Time was when “Wild” Ascher's welcome home had been far otherwise. Eighteen years before, upon that very threshold which he now crossed with halting, stealthy steps, as of a thief in the night, stood a fair and loving wife, holding a sturdy lad aloft in her arms, so that the father might at once see, as he turned the street corner, that wife and child were well and happy. Not another Ghetto in all Bohemia could show a handsomer and happier couple than Ascher and his wife. “Wild” Ascher was one of those intrepid, venturesome spirits, to whom no obstacle is so great that it cannot be surmounted. And the success which crowned his long, persistent wooing was often cited as striking testimony to his indomitable will. Gudule was famous throughout the Ghetto as “the girl with the wonderful eyes,” eyes—so the saying ran—into which no man could look and think of evil. During the earlier years of their married life those unfathomable brown eyes exercised on Ascher the full power of their fascination. A time came, however, when he alleged that those very eyes had been the cause of all his ruin.

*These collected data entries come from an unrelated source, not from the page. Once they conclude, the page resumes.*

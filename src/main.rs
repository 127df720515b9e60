use std::path::PathBuf;
use std::sync::Arc;

use anyhow::{Context, Result};
use clap::{Parser, Subcommand};
use tokio::sync::broadcast::error::RecvError;
use tracing_subscriber::{layer::SubscriberExt, util::SubscriberInitExt};

use helper_dispatch::config::{Config, ServerSettings};
use helper_dispatch::dispatch::{BookingEvent, Dispatcher};
use helper_dispatch::models::{AssignRequest, GeoPoint};
use helper_dispatch::server::{DispatchServer, ServerConfig};
use helper_dispatch::storage::Stores;
use helper_dispatch::{metrics, seed};

#[derive(Parser)]
#[command(
    name = "helper-dispatch",
    version,
    about = "Assign the nearest qualified helper and escalate when they do not respond",
    long_about = None
)]
struct Cli {
    #[command(subcommand)]
    command: Commands,

    /// Path to a TOML configuration file
    #[arg(short, long, global = true)]
    config: Option<PathBuf>,

    /// Enable verbose logging
    #[arg(short, long, global = true)]
    verbose: bool,

    /// Log format (text, json); overrides the config file
    #[arg(long, global = true)]
    log_format: Option<String>,
}

#[derive(Subcommand)]
enum Commands {
    /// Run the HTTP API
    Serve {
        /// Override the configured port
        #[arg(short, long)]
        port: Option<u16>,
    },

    /// Register helpers from a JSON seed file
    Seed {
        /// Seed file path
        file: PathBuf,
    },

    /// Show ranked candidates without claiming anyone
    Rank {
        /// Requested service (skill tag)
        #[arg(short, long)]
        service: String,

        #[arg(long, allow_hyphen_values = true)]
        lat: f64,

        #[arg(long, allow_hyphen_values = true)]
        lng: f64,
    },

    /// Request a helper
    Assign {
        /// Requested service (skill tag)
        #[arg(short, long)]
        service: String,

        #[arg(long, allow_hyphen_values = true)]
        lat: f64,

        #[arg(long, allow_hyphen_values = true)]
        lng: f64,

        /// Free-text job description
        #[arg(short, long, default_value = "")]
        description: String,

        /// Keep running and print escalation events until the booking settles
        #[arg(long, default_value = "false")]
        follow: bool,
    },

    /// Show a booking
    Booking {
        /// Booking id
        id: String,
    },

    /// Complete a booking
    Complete {
        /// Booking id
        id: String,

        /// Rating between 0 and 5
        #[arg(short, long)]
        rating: f64,
    },

    /// List helpers
    Helpers {
        /// Only helpers currently available
        #[arg(long, default_value = "false")]
        available: bool,
    },
}

#[tokio::main]
async fn main() -> Result<()> {
    let cli = Cli::parse();

    let config = Config::load(cli.config.as_deref())?;
    let log_format = cli.log_format.as_deref().unwrap_or(&config.logging.format);
    setup_tracing(log_format, &config.logging.level, cli.verbose)?;

    let stores = Stores::open(&config.storage).with_context(|| {
        format!("Failed to open {} store", config.storage.backend)
    })?;
    let dispatcher = Arc::new(Dispatcher::new(
        stores,
        config.escalation(),
        config.dispatch.event_capacity,
    ));

    match cli.command {
        Commands::Serve { port } => {
            let mut settings = config.server.clone();
            if let Some(port) = port {
                settings.port = port;
            }
            serve(dispatcher, settings).await?;
        }

        Commands::Seed { file } => {
            tracing::info!(file = %file.display(), "Starting seed command");
            let helpers = seed::read_seed_file(&file)?;
            let total = helpers.len();
            let stored = seed::seed_helpers(&dispatcher, helpers).await?;
            println!("Seeded {stored} of {total} helpers");
        }

        Commands::Rank { service, lat, lng } => {
            let request = AssignRequest::new(service, GeoPoint::new(lat, lng), "");
            let candidates = dispatcher.rank(&request).await?;
            if candidates.is_empty() {
                println!("No helpers available at the moment.");
            }
            for (i, c) in candidates.iter().enumerate() {
                println!(
                    "{:>2}. {:<20} {:>7.2} km  rating {:.1}  ({})",
                    i + 1,
                    c.name,
                    c.distance_km,
                    c.rating,
                    c.helper_id
                );
            }
        }

        Commands::Assign {
            service,
            lat,
            lng,
            description,
            follow,
        } => {
            let mut events = dispatcher.subscribe();
            let request = AssignRequest::new(service, GeoPoint::new(lat, lng), description);
            let outcome = dispatcher.assign_helper(&request).await?;
            println!("{}", serde_json::to_string_pretty(&outcome)?);

            match (&outcome.booking_id, follow) {
                (Some(booking_id), true) => {
                    println!("Following booking {booking_id} (Ctrl-C to stop)");
                    loop {
                        tokio::select! {
                            _ = tokio::signal::ctrl_c() => break,
                            received = events.recv() => {
                                let envelope = match received {
                                    Ok(envelope) => envelope,
                                    Err(RecvError::Lagged(_)) => continue,
                                    Err(RecvError::Closed) => break,
                                };
                                if envelope.event.booking_id() != booking_id {
                                    continue;
                                }
                                println!("{}", serde_json::to_string(&envelope)?);
                                if matches!(
                                    envelope.event,
                                    BookingEvent::Exhausted { .. } | BookingEvent::Completed { .. }
                                ) {
                                    break;
                                }
                            }
                        }
                    }
                }
                (Some(_), false) => {
                    tracing::info!("Escalation only runs while this process is alive; use --follow or serve");
                }
                (None, _) => {}
            }
            dispatcher.shutdown();
        }

        Commands::Booking { id } => {
            let booking = dispatcher.get_booking(&id).await?;
            println!("{}", serde_json::to_string_pretty(&booking)?);
        }

        Commands::Complete { id, rating } => {
            let receipt = dispatcher.complete_booking(&id, rating).await?;
            println!("{}", receipt.message);
        }

        Commands::Helpers { available } => {
            for helper in dispatcher.list_helpers(available).await? {
                println!(
                    "{:<38} {:<20} {:<9} rating {:.1}  [{}]  {}",
                    helper.id,
                    helper.name,
                    helper.status,
                    helper.rating,
                    helper.skills.join(", "),
                    helper.location
                );
            }
        }
    }

    Ok(())
}

async fn serve(dispatcher: Arc<Dispatcher>, settings: ServerSettings) -> Result<()> {
    if let Err(e) = metrics::init_metrics() {
        tracing::warn!("Metrics initialization failed: {}", e);
    }

    // Bookings assigned by an earlier process or a one-shot CLI `assign`
    dispatcher.recover().await?;

    let server_config = ServerConfig::from_settings(&settings)?;
    let server = DispatchServer::new(server_config, dispatcher)?;
    tracing::info!("\n{}", server.info().display());

    server
        .start_with_shutdown(async {
            if let Err(e) = tokio::signal::ctrl_c().await {
                tracing::error!("Failed to listen for shutdown signal: {}", e);
            }
        })
        .await?;
    Ok(())
}

fn setup_tracing(format: &str, level: &str, verbose: bool) -> Result<()> {
    let default_directive = if verbose {
        "helper_dispatch=debug,tower_http=debug,info".to_string()
    } else {
        format!("helper_dispatch={level},warn")
    };
    let env_filter = tracing_subscriber::EnvFilter::try_from_default_env()
        .unwrap_or_else(|_| tracing_subscriber::EnvFilter::new(default_directive));

    match format {
        "json" => {
            tracing_subscriber::registry()
                .with(env_filter)
                .with(tracing_subscriber::fmt::layer().json())
                .init();
        }
        _ => {
            tracing_subscriber::registry()
                .with(env_filter)
                .with(tracing_subscriber::fmt::layer().pretty())
                .init();
        }
    }

    Ok(())
}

Gudule's birthplace was far removed from the Ghetto, where Ascher had first seen the light. Her father was a wealthy farmer in a secluded village in Lower Bohemia. But distant though it was from the nearest town of any importance, the solitary grange became the centre of attraction to all the young swains far and near. But there was none who found favor in Gudule's eyes save “Wild Ascher,” in spite of many a friendly warning to beware of him. One day, just before the betrothal of the young people, an anonymous letter was delivered at the grange. The writer, who called himself an old friend, entreated the farmer to prevent his dear child from becoming the wife of one who was suspected of being a gambler. The farmer was of an easy-going, indulgent nature, shunning care and anxiety as a very plague. Accordingly, no sooner had he read the anonymous missive than he handed it to his daughter, as though its contents were no concern of his.
When Gudule had read the letter to the end, she merely remarked: “Father, this concerns me, and nobody else.”
And so the matter dropped.
Not until the wedding-day, half an hour before the ceremony, when the marriage canopy had already been erected in the courtyard, did the farmer sum up courage to revert to the warning of the unknown letter-writer. Taking his future son-in-law aside, he said:
“Ascher, is it true that you gamble?”
“Father,” Ascher answered with equal firmness, “Gudule's eyes will save me!” Ascher had uttered no untruth when he gave his father-in-law this assurance. He spoke in all earnestness, for like every one else he knew the magnetic power of Gudule's eyes.
Nowhere, probably, does the grim, consuming pestilence of gaming claim more victims than in the Ghetto. The ravages of drink and debauchery are slight indeed; but the tortuous streets can show too many a humble home haunted by the spectres of ruin and misery which stalked across the threshold when the first card game was played.
It was with almost feverish anxiety that the eyes of the Ghetto were fixed upon the development of a character like Ascher's; they followed his every step with the closest attention. Long experience had taught the Ghetto that no gambler could be trusted.